> [Directions]: Report, as a number alone, how many lines below contain the string "first".

> [Excerpted records]:
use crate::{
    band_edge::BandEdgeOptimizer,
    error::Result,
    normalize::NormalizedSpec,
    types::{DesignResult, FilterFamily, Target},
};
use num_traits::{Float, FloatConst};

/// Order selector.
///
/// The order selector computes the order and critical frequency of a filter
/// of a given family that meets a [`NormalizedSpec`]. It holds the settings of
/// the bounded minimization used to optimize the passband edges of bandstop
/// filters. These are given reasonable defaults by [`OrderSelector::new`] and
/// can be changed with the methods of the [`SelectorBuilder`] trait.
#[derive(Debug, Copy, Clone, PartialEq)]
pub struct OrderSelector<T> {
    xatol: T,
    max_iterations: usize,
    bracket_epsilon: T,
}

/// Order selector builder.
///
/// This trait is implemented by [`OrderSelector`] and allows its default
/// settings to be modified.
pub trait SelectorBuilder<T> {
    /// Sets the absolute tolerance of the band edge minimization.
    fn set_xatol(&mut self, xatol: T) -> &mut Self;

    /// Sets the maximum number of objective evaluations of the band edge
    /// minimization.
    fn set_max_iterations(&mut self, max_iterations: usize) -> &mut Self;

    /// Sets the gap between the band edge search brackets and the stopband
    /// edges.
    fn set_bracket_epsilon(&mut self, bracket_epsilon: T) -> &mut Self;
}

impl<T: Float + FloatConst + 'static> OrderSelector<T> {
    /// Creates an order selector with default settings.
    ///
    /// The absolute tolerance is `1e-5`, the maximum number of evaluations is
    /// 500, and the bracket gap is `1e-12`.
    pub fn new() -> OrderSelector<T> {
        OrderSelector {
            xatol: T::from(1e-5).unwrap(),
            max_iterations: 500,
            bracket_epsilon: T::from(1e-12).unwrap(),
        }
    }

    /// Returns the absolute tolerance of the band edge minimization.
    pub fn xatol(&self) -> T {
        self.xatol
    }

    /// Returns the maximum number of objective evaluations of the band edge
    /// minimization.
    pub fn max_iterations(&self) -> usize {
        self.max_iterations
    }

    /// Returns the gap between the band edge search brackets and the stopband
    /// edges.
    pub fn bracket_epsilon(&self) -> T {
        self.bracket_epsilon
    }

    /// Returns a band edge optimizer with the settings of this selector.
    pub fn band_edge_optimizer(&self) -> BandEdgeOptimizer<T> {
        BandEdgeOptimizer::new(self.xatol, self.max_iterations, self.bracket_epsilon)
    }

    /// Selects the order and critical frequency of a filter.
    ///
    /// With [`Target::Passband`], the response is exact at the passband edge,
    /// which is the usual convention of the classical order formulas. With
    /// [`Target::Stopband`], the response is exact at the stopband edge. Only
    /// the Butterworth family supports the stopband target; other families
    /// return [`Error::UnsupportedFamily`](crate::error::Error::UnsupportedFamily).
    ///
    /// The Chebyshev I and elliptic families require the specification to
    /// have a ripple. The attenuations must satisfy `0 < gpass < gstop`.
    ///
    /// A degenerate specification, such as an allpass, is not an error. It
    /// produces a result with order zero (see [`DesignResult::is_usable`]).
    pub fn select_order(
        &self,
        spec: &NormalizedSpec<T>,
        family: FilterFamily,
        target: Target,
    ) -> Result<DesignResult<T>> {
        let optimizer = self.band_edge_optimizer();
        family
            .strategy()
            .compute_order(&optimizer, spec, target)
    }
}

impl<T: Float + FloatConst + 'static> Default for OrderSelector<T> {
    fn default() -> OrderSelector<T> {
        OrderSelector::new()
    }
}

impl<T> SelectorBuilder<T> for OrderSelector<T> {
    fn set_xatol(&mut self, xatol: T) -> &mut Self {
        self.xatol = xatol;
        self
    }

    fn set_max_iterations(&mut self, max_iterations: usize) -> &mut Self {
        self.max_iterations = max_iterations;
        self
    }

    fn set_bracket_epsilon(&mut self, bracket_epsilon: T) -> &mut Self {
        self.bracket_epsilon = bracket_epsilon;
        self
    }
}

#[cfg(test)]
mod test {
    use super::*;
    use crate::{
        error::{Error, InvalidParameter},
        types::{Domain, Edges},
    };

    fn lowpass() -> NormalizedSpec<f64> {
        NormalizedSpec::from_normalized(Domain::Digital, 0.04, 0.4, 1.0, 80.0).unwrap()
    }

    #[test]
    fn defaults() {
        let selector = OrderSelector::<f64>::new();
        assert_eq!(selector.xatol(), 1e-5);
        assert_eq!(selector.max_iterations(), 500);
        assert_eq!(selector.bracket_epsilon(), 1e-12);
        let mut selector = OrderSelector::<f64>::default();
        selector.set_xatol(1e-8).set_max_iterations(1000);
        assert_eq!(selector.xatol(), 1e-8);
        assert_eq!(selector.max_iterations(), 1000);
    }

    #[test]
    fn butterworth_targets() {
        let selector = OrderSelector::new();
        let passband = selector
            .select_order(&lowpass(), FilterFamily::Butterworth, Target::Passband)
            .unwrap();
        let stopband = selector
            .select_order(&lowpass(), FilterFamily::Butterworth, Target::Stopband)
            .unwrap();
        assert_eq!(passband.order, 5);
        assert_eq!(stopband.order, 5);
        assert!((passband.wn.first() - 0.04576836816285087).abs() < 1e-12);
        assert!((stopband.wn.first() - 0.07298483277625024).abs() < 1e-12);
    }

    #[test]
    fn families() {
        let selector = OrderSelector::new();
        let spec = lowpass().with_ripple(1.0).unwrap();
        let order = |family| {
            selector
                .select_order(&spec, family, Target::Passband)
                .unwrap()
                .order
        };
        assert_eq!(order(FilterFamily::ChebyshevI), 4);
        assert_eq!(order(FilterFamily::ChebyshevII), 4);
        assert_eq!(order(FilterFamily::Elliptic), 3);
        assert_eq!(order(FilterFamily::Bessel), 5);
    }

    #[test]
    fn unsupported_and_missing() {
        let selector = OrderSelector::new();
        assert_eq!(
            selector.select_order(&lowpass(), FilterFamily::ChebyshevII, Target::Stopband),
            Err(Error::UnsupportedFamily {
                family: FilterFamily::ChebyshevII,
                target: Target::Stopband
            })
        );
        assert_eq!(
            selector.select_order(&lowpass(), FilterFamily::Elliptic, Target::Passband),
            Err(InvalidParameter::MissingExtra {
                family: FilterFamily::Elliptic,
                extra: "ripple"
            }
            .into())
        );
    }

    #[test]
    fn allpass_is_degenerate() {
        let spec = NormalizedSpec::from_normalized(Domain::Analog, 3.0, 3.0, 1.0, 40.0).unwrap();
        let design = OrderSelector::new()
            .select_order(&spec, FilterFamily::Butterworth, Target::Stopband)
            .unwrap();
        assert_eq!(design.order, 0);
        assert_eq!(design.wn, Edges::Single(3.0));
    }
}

> [Response below]: 2